About 20 percent of people with diabetes will eventually experience peripheral neuropathy – pain that is often described as burning, shooting, stabbing or tingling in the toes and fingertips.
According to a study published in the journal Nature Neuroscience, scientists have discovered how to reverse this pain. They have identified and successfully tested a molecule that can inhibit the function of a protein that turns touch receptors into pain receptors under the skin. They did their research in mice, which have a similar neural and cellular make up as humans.
The scientists are hopeful that a new drug can be developed to treat patients with diabetic neuropathy, as well as other nerve damage-related pain, but note that nerve damage itself generally can’t be repaired.
“Therefore, proper pain management can significantly improve the lives of people with diabetic neuropathy and others living with nerve damage,” said co-author, Dr. Kate Poole, who conducted the research at the Max Delbruck Centre for Molecular Medicine in Germany, and is now based at UNSW’s School of Medical Sciences.

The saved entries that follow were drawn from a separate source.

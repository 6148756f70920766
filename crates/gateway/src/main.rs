use std::sync::Arc;

use clap::Parser;
use tracing_subscriber::EnvFilter;
use tracing_subscriber::layer::SubscriberExt;
use tracing_subscriber::util::SubscriberInitExt;

use opentelemetry::trace::TracerProvider as _;
use opentelemetry_otlp::WithExportConfig as _;

use rf_domain::config::{Config, ObservabilityConfig};
use rf_gateway::bootstrap;
use rf_gateway::cli::{Cli, Command, ConfigCommand};
use rf_gateway::transport::LogTransport;

#[tokio::main]
async fn main() -> anyhow::Result<()> {
    let cli = Cli::parse();

    match cli.command {
        // Default to serve when no subcommand is given.
        None | Some(Command::Serve) => {
            let (config, config_path) = rf_gateway::cli::load_config()?;
            let tracer_provider = init_tracing(&config.observability);
            run_server(Arc::new(config), config_path, tracer_provider).await
        }
        Some(Command::Demo(args)) => {
            init_cli_tracing();
            let (config, config_path) = rf_gateway::cli::load_config()?;
            let outcome = rf_gateway::cli::demo::run(config, config_path, &args).await?;
            println!("{}", serde_json::to_string_pretty(&outcome)?);
            if !outcome.sequence.valid {
                std::process::exit(1);
            }
            Ok(())
        }
        Some(Command::Config(ConfigCommand::Validate)) => {
            let (config, config_path) = rf_gateway::cli::load_config()?;
            let valid = rf_gateway::cli::config::validate(&config, &config_path);
            if !valid {
                std::process::exit(1);
            }
            Ok(())
        }
        Some(Command::Config(ConfigCommand::Show)) => {
            let (config, _config_path) = rf_gateway::cli::load_config()?;
            print!("{}", rf_gateway::cli::config::show(&config)?);
            Ok(())
        }
        Some(Command::Version) => {
            println!("runfence {}", env!("CARGO_PKG_VERSION"));
            Ok(())
        }
    }
}

/// Initialize structured JSON tracing (only for the `serve` command).
///
/// When `otlp_endpoint` is configured, an OpenTelemetry layer is added
/// so that every `tracing` span is also exported via OTLP/gRPC.  The
/// returned provider must be shut down on exit to flush pending spans.
fn init_tracing(
    obs: &ObservabilityConfig,
) -> Option<opentelemetry_sdk::trace::SdkTracerProvider> {
    let env_filter = EnvFilter::try_from_default_env()
        .unwrap_or_else(|_| EnvFilter::new("info,rf_gateway=debug"));

    let fmt_layer = tracing_subscriber::fmt::layer().json();

    let Some(endpoint) = &obs.otlp_endpoint else {
        tracing_subscriber::registry()
            .with(env_filter)
            .with(fmt_layer)
            .init();
        return None;
    };

    let exporter = match opentelemetry_otlp::SpanExporter::builder()
        .with_tonic()
        .with_endpoint(endpoint)
        .build()
    {
        Ok(e) => e,
        Err(e) => {
            eprintln!(
                "WARNING: failed to create OTLP exporter for {endpoint}: {e}; \
                 starting without OpenTelemetry"
            );
            tracing_subscriber::registry()
                .with(env_filter)
                .with(fmt_layer)
                .init();
            return None;
        }
    };

    let resource = opentelemetry_sdk::Resource::builder()
        .with_service_name(obs.service_name.clone())
        .build();

    let tracer_provider = opentelemetry_sdk::trace::SdkTracerProvider::builder()
        .with_batch_exporter(exporter)
        .with_sampler(opentelemetry_sdk::trace::Sampler::TraceIdRatioBased(
            obs.sample_rate,
        ))
        .with_resource(resource)
        .build();

    let otel_layer =
        tracing_opentelemetry::layer().with_tracer(tracer_provider.tracer("runfence"));

    tracing_subscriber::registry()
        .with(env_filter)
        .with(fmt_layer)
        .with(otel_layer)
        .init();

    Some(tracer_provider)
}

/// Initialize compact stderr-only tracing for one-shot CLI commands.
///
/// Defaults to `warn` so diagnostics stay off stdout.
fn init_cli_tracing() {
    tracing_subscriber::fmt()
        .with_env_filter(
            EnvFilter::try_from_default_env().unwrap_or_else(|_| EnvFilter::new("warn")),
        )
        .with_writer(std::io::stderr)
        .compact()
        .init();
}

/// Run the runtime until SIGINT/SIGTERM.
async fn run_server(
    config: Arc<Config>,
    config_path: String,
    tracer_provider: Option<opentelemetry_sdk::trace::SdkTracerProvider>,
) -> anyhow::Result<()> {
    tracing::info!(config_path = %config_path, "Runfence starting");

    // ── Build shared state & spawn background loops ──────────────────
    let state = bootstrap::build_app_state(config, config_path, Arc::new(LogTransport))?;
    let tasks = bootstrap::spawn_background_tasks(&state);

    shutdown_signal().await?;

    // ── Shutdown ─────────────────────────────────────────────────────
    state.shutdown.cancel();
    for task in tasks {
        if let Err(e) = task.await {
            tracing::warn!(error = %e, "background task ended abnormally");
        }
    }

    let fleet = state.registry.monitor_all_users();
    tracing::info!(
        users = fleet.total_users,
        agents = fleet.total_agents,
        dispatchers_active = state.factory.metrics().active,
        "runtime stopped"
    );

    if let Some(provider) = tracer_provider {
        if let Err(e) = provider.shutdown() {
            tracing::warn!(error = ?e, "OpenTelemetry tracer provider shutdown failed");
        }
    }

    tracing::info!("shutdown complete");
    Ok(())
}

/// Wait for SIGINT or SIGTERM.
async fn shutdown_signal() -> anyhow::Result<()> {
    let ctrl_c = tokio::signal::ctrl_c();

    #[cfg(unix)]
    {
        let mut sigterm =
            tokio::signal::unix::signal(tokio::signal::unix::SignalKind::terminate())?;
        tokio::select! {
            r = ctrl_c => {
                r?;
                tracing::info!("received SIGINT, shutting down");
            }
            _ = sigterm.recv() => tracing::info!("received SIGTERM, shutting down"),
        }
    }

    #[cfg(not(unix))]
    {
        ctrl_c.await?;
        tracing::info!("received SIGINT, shutting down");
    }

    Ok(())
}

Skin has specialized receptors that allow the perception of the slightest touch and can even detect extremely small movements. These movements are transformed into electrical signals via channels at sensory endings in the skin. The sensitivity of these channels is controlled by a protein called STOML3, which is required for normal receptor function.
This protein as a target for blocking pain receptors found underneath the skin. During their reserarch, the scientists identified a single molecule after searching through a catalogue of 35,000 compounds. When this molecule was tested on the sensory endings in the skin of mice, they found STOML3 clustering was inhibited and pain receptors were silenced.
Inhibiting STOML3 did not significantly affect the non-pain-related touch sensitivity of the mice, ensuring touch sensitivity was not sacrificed at the expense of turning off pain receptors.
“While a potential new treatment for the pain associated with diabetic neuropathy is still some years away, the research is an important first step in changing the accepted thinking around how to treat the condition,” Dr. Poole said.
“Directly targeting nerve receptors in the skin could help manage pain in a way that does not trigger the negative side effects of drugs that act on the body’s central nervous system, which is how most current treatments work.”
“If human patients respond the same way, this will represent a major step in treating a neuropathology that has a devastating effect on the lives of many people,” Professor Gary Lewin, from the Max Delbruck Centre for Molecular Medicine.
“We will be studying force sensing molecules in the cells that make our cartilage to see if we can identify a way to reverse the cartilage damage that occurs when people develop osteoarthritis,” Dr. Poole said.
“This also involves going back to the drawing board to look more closely at force sensing proteins in other cells and tissues so we can increase our understanding of how human cells sense their physical surroundings.”